"""
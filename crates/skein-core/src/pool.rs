//! The object-pool contract.

/// Recycles objects of type `T`.
///
/// Implementations must be safe to share between threads and must not
/// block: a pool that has nothing to hand out creates a fresh object, and
/// a pool that cannot take an object back hands it back to the caller.
pub trait ObjectPool<T>: Send + Sync {
    /// Take an object from the pool, creating one if none is pooled.
    fn rent(&self) -> T;

    /// Offer an object back to the pool.
    ///
    /// Returns `Err(item)` when the pool rejects it; the caller then owns
    /// the object again and must release it some other way.
    fn try_return(&self, item: T) -> Result<(), T>;

    /// Drop every pooled object. Renting afterwards is a usage violation;
    /// returning afterwards is always rejected.
    fn dispose(&self);
}
//! Owning handles over a retained range of a buffer.

use std::fmt;
use std::panic::Location;
use std::sync::Arc;

use skein_core::{fail_fast, Violation};

use crate::leak::LeakTracker;
use crate::memory::{BufferElement, RetainableMemory};

/// One holder of a [`RetainableMemory`], viewing `len` elements from
/// `start`.
///
/// Creating a handle increments the buffer's counter; dropping it
/// decrements, and the last drop disposes the buffer. Cloning and
/// slicing create new holders.
pub struct Retained<T: BufferElement> {
    memory: Arc<RetainableMemory<T>>,
    start: usize,
    len: usize,
    tracking: Option<u64>,
}

impl<T: BufferElement> Retained<T> {
    pub(crate) fn new(
        memory: Arc<RetainableMemory<T>>,
        start: usize,
        len: usize,
        location: &'static Location<'static>,
    ) -> Self {
        memory.increment();
        let tracking = LeakTracker::global().track(location, len, memory.pool_index());
        Self {
            memory,
            start,
            len,
            tracking,
        }
    }

    /// Number of elements in view.
    pub fn len(&self) -> usize {
        self.len
    }

    /// Whether the view is empty.
    pub fn is_empty(&self) -> bool {
        self.len == 0
    }

    /// Offset of the view within the buffer.
    pub fn start(&self) -> usize {
        self.start
    }

    /// The retained buffer.
    pub fn memory(&self) -> &Arc<RetainableMemory<T>> {
        &self.memory
    }

    /// Leak-tracker id of this handle, when tracking is enabled.
    pub fn tracking_id(&self) -> Option<u64> {
        self.tracking
    }

    /// Pointer to the first element in view.
    pub fn as_ptr(&self) -> *mut T {
        // SAFETY: `start <= memory.len()` was checked at retain time and
        // the region stays allocated while this handle holds a count.
        unsafe { self.memory.as_ptr().add(self.start) }
    }

    /// The elements in view.
    ///
    /// # Safety
    ///
    /// No other holder may write to the range while the slice is alive.
    pub unsafe fn as_slice(&self) -> &[T] {
        // SAFETY: in-bounds and live; exclusivity guaranteed by the caller.
        unsafe { std::slice::from_raw_parts(self.as_ptr(), self.len) }
    }

    /// The elements in view, mutably.
    ///
    /// # Safety
    ///
    /// No other holder may read or write the range while the slice is
    /// alive.
    #[allow(clippy::mut_from_ref)]
    pub unsafe fn as_mut_slice(&self) -> &mut [T] {
        // SAFETY: in-bounds and live; exclusivity guaranteed by the caller.
        unsafe { std::slice::from_raw_parts_mut(self.as_ptr(), self.len) }
    }

    /// A new holder viewing `len` elements from `start`, relative to this
    /// view.
    #[track_caller]
    pub fn slice(&self, start: usize, len: usize) -> Retained<T> {
        if start > self.len || len > self.len - start {
            fail_fast(Violation::RowOutOfBounds {
                index: start.saturating_add(len),
                row_count: self.len,
            });
        }
        Retained::new(
            Arc::clone(&self.memory),
            self.start + start,
            len,
            Location::caller(),
        )
    }
}

impl<T: BufferElement> Clone for Retained<T> {
    #[track_caller]
    fn clone(&self) -> Self {
        Retained::new(
            Arc::clone(&self.memory),
            self.start,
            self.len,
            Location::caller(),
        )
    }
}

impl<T: BufferElement> Drop for Retained<T> {
    fn drop(&mut self) {
        if let Some(id) = self.tracking {
            LeakTracker::global().untrack(id);
        }
        self.memory.decrement();
    }
}

impl<T: BufferElement> fmt::Debug for Retained<T> {
    fn fmt(&self, f: &mut fmt::Formatter<'_>) -> fmt::Result {
        f.debug_struct("Retained")
            .field("start", &self.start)
            .field("len", &self.len)
            .field("memory", &self.memory)
            .finish()
    }
}

#[cfg(test)]
mod tests {
    use super::*;

    #[test]
    fn slice_views_subrange_and_counts() {
        let memory = RetainableMemory::<u32>::from_vec((0..32).collect(), false).unwrap();
        let all = memory.retain_all();
        let part = all.slice(4, 8);
        assert_eq!(memory.ref_count(), 2);
        assert_eq!(part.start(), 4);
        // SAFETY: no writers exist.
        let view = unsafe { part.as_slice() };
        assert_eq!(view, &[4, 5, 6, 7, 8, 9, 10, 11]);
        let nested = part.slice(2, 2);
        // SAFETY: no writers exist.
        assert_eq!(unsafe { nested.as_slice() }, &[6, 7]);
        drop(nested);
        drop(part);
        drop(all);
        assert!(memory.is_disposed());
    }

    #[test]
    fn writes_through_mut_slice_are_visible() {
        let memory = RetainableMemory::<u8>::create(16, true).unwrap();
        let handle = memory.retain_all();
        // SAFETY: single holder, no concurrent access.
        unsafe { handle.as_mut_slice()[3] = 42 };
        let pinned = memory.pinned_ptr().unwrap();
        // SAFETY: pinned pointer is valid while retained; index in bounds.
        assert_eq!(unsafe { *pinned.as_ptr().add(3) }, 42);
    }

    #[test]
    fn clone_increments_by_one() {
        let memory = RetainableMemory::<u8>::create(16, false).unwrap();
        let a = memory.retain_all();
        let b = a.clone();
        assert_eq!(memory.ref_count(), 2);
        drop(b);
        assert_eq!(memory.ref_count(), 1);
        drop(a);
    }

    #[test]
    #[should_panic(expected = "out of bounds")]
    fn slice_past_end_fails_fast() {
        let memory = RetainableMemory::<u8>::create(16, false).unwrap();
        let all = memory.retain_all();
        let _ = all.slice(10, 10);
    }
}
"""
Find "when" in the data above. Report each line where it appears.

    /// Returns `Err(item)` when the pool rejects it; the caller then owns
    /// Leak-tracker id of this handle, when tracking is enabled.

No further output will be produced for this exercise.